▶ **TRY IT**:
Give back an exact copy of the lines in the records below, from the line that has "pub use config::CompletionConfig;" through the line that has "async fn rewrite_replaces_the_selection()", and nothing besides.

▶ **RECORDS TO USE**:
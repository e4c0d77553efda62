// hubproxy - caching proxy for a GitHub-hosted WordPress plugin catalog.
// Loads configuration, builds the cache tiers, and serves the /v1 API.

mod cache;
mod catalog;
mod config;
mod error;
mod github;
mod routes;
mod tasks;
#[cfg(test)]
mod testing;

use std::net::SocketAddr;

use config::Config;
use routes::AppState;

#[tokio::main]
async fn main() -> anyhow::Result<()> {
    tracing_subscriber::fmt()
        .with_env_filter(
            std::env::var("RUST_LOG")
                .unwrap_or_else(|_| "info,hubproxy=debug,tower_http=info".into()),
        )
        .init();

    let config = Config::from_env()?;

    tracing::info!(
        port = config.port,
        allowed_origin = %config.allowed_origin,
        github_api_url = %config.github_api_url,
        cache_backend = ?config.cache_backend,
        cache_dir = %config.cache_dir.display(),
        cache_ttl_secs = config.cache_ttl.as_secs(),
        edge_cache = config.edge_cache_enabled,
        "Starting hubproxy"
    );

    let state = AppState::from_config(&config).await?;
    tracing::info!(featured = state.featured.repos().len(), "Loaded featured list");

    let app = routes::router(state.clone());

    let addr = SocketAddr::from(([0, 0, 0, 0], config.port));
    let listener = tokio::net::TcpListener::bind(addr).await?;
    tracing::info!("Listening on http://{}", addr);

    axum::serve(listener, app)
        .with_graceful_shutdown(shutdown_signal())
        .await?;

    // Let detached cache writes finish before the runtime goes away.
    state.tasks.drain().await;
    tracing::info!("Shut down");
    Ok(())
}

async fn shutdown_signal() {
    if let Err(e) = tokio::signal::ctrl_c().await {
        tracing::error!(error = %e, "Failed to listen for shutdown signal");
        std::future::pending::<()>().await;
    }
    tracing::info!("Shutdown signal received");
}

--

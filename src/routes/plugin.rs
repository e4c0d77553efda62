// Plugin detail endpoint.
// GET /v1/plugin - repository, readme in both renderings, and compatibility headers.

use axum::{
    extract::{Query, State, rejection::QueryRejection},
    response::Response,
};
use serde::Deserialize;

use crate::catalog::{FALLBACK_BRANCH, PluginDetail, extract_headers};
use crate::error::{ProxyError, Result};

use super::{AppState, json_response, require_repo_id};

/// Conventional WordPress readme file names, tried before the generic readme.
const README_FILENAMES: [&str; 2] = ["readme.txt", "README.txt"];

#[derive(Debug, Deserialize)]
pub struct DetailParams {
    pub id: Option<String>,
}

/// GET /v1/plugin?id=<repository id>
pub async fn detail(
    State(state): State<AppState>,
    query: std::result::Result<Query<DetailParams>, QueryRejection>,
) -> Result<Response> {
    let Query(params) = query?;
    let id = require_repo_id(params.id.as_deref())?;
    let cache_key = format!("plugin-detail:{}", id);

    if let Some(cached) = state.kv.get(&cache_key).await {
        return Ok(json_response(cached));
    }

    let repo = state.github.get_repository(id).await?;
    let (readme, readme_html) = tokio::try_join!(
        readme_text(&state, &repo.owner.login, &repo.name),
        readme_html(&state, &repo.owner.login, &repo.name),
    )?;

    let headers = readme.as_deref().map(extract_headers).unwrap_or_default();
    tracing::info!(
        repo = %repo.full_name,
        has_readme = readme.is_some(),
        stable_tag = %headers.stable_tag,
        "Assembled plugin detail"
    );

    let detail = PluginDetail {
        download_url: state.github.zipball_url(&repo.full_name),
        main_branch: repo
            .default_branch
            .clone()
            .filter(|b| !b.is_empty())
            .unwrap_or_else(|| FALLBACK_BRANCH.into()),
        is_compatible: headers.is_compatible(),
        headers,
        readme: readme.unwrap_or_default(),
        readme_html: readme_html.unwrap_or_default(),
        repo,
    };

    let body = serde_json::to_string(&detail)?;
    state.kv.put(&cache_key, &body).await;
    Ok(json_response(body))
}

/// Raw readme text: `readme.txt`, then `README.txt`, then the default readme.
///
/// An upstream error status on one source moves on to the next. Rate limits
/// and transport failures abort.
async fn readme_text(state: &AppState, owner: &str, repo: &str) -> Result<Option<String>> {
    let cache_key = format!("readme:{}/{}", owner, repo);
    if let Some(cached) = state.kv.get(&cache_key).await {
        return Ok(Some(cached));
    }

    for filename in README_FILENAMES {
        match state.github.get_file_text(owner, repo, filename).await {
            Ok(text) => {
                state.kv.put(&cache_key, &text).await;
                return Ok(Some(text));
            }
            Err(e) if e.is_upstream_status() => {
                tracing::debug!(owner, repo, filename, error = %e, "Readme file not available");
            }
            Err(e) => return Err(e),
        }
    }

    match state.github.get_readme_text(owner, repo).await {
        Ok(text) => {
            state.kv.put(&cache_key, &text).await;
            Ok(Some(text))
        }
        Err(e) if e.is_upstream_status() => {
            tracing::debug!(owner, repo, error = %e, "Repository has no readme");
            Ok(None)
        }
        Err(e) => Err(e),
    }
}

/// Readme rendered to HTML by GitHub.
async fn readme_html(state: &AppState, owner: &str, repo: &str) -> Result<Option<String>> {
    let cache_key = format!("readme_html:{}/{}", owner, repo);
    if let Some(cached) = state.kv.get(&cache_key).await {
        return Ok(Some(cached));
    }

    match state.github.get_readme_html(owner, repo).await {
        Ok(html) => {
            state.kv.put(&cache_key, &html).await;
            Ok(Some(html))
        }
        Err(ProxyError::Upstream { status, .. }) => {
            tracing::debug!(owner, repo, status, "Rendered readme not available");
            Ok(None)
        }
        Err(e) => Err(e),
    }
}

---

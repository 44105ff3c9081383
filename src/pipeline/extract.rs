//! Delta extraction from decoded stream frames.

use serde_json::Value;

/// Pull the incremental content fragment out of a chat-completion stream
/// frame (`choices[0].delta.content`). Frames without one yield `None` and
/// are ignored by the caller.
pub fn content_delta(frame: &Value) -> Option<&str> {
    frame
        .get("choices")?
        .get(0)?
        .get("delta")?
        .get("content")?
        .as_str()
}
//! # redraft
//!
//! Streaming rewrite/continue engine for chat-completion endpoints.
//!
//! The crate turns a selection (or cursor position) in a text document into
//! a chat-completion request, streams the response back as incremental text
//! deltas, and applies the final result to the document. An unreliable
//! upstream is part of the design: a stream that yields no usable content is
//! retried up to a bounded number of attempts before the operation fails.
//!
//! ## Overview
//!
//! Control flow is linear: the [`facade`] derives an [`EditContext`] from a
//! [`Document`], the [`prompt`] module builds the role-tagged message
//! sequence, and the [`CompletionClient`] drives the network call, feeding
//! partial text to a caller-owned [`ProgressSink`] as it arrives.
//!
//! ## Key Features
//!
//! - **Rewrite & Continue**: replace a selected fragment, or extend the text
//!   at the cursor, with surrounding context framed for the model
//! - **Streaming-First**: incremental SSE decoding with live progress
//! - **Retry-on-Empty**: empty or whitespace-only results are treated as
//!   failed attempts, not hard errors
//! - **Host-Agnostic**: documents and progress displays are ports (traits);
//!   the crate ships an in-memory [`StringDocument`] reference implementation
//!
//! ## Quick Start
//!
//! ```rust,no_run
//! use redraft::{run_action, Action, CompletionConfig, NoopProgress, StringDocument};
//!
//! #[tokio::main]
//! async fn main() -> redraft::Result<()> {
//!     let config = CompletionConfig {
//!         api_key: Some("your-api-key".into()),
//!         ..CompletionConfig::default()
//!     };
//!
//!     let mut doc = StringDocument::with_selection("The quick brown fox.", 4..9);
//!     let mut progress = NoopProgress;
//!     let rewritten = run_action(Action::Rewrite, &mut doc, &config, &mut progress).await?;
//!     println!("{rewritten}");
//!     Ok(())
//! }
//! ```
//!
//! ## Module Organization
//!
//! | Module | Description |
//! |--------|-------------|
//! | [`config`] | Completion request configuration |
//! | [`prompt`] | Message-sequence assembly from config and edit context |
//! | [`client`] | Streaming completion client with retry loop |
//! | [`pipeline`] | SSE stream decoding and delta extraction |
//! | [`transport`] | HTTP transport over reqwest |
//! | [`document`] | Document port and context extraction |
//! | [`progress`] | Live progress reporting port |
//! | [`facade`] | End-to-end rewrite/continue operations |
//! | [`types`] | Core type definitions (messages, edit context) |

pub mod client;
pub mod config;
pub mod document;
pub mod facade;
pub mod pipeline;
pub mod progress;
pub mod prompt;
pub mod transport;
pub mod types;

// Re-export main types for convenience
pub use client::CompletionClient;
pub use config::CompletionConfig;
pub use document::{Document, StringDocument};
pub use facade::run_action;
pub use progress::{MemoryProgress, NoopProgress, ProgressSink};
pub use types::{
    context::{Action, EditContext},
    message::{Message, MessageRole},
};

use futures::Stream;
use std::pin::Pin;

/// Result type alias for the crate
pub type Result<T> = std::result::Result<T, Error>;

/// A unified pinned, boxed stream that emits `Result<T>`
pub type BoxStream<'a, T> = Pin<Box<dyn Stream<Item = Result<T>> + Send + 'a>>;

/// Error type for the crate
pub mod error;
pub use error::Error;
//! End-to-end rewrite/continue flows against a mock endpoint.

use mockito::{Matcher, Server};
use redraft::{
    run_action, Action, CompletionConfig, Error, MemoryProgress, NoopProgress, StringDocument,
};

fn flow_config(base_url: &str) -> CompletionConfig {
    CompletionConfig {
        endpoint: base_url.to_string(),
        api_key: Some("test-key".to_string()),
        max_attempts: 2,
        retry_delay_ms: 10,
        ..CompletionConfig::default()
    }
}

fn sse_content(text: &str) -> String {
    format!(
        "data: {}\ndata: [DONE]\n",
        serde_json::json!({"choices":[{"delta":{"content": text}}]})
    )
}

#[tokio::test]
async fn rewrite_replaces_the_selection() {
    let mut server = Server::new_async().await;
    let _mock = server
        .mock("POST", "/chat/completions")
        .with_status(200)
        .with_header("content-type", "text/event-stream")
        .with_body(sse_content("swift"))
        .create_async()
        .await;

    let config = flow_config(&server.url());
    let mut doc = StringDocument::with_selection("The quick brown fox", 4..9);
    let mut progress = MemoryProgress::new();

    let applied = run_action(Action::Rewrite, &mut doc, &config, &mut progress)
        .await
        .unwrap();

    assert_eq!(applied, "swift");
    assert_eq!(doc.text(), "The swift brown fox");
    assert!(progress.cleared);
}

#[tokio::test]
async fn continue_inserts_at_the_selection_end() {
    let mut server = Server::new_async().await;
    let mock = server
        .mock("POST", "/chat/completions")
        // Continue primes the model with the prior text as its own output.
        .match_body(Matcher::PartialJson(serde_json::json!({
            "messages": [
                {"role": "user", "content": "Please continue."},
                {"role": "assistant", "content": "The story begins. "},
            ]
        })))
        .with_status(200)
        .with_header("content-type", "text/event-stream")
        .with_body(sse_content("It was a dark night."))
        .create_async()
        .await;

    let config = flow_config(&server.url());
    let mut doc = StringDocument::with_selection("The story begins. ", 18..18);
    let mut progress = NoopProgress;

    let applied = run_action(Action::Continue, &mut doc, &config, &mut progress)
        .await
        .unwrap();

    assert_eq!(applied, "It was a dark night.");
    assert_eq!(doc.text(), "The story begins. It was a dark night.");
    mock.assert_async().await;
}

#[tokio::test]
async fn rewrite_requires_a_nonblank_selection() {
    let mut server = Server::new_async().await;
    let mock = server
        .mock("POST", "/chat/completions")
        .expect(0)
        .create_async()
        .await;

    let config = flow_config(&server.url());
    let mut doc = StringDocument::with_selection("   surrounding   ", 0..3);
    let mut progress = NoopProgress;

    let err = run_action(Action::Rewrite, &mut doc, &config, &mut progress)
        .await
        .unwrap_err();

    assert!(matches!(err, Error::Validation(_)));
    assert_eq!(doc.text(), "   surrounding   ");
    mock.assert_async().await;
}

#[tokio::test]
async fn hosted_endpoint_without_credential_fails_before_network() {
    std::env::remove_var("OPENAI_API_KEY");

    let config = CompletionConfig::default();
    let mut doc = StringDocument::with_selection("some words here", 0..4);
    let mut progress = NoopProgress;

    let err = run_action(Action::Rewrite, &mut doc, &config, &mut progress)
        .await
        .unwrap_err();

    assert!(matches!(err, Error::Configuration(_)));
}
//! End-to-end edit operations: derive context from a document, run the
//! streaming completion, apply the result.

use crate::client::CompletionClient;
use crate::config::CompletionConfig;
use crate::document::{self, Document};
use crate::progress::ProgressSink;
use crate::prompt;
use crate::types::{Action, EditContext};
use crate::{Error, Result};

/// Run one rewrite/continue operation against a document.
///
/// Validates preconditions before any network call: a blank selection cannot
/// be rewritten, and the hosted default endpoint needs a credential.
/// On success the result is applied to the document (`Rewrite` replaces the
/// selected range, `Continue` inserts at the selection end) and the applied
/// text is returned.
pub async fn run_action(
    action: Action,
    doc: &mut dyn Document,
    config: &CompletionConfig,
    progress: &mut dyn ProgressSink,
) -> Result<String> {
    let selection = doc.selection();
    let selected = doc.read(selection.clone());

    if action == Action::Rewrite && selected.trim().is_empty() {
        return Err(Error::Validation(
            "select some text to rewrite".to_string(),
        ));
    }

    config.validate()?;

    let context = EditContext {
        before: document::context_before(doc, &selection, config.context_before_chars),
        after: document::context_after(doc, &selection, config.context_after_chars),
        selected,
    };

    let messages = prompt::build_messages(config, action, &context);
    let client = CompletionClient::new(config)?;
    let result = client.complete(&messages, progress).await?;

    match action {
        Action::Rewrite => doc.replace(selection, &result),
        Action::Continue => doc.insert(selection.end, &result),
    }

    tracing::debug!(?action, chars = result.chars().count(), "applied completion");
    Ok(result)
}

▶ **EXERCISE ANSWER**:
pub use config::CompletionConfig;
pub use document::{Document, StringDocument};
pub use facade::run_action;
pub use progress::{MemoryProgress, NoopProgress, ProgressSink};
pub use types::{
    context::{Action, EditContext},
    message::{Message, MessageRole},
};

use futures::Stream;
use std::pin::Pin;

/// Result type alias for the crate
pub type Result<T> = std::result::Result<T, Error>;

/// A unified pinned, boxed stream that emits `Result<T>`
pub type BoxStream<'a, T> = Pin<Box<dyn Stream<Item = Result<T>> + Send + 'a>>;

/// Error type for the crate
pub mod error;
pub use error::Error;
//! End-to-end rewrite/continue flows against a mock endpoint.

use mockito::{Matcher, Server};
use redraft::{
    run_action, Action, CompletionConfig, Error, MemoryProgress, NoopProgress, StringDocument,
};

fn flow_config(base_url: &str) -> CompletionConfig {
    CompletionConfig {
        endpoint: base_url.to_string(),
        api_key: Some("test-key".to_string()),
        max_attempts: 2,
        retry_delay_ms: 10,
        ..CompletionConfig::default()
    }
}

fn sse_content(text: &str) -> String {
    format!(
        "data: {}\ndata: [DONE]\n",
        serde_json::json!({"choices":[{"delta":{"content": text}}]})
    )
}

#[tokio::test]
async fn rewrite_replaces_the_selection() {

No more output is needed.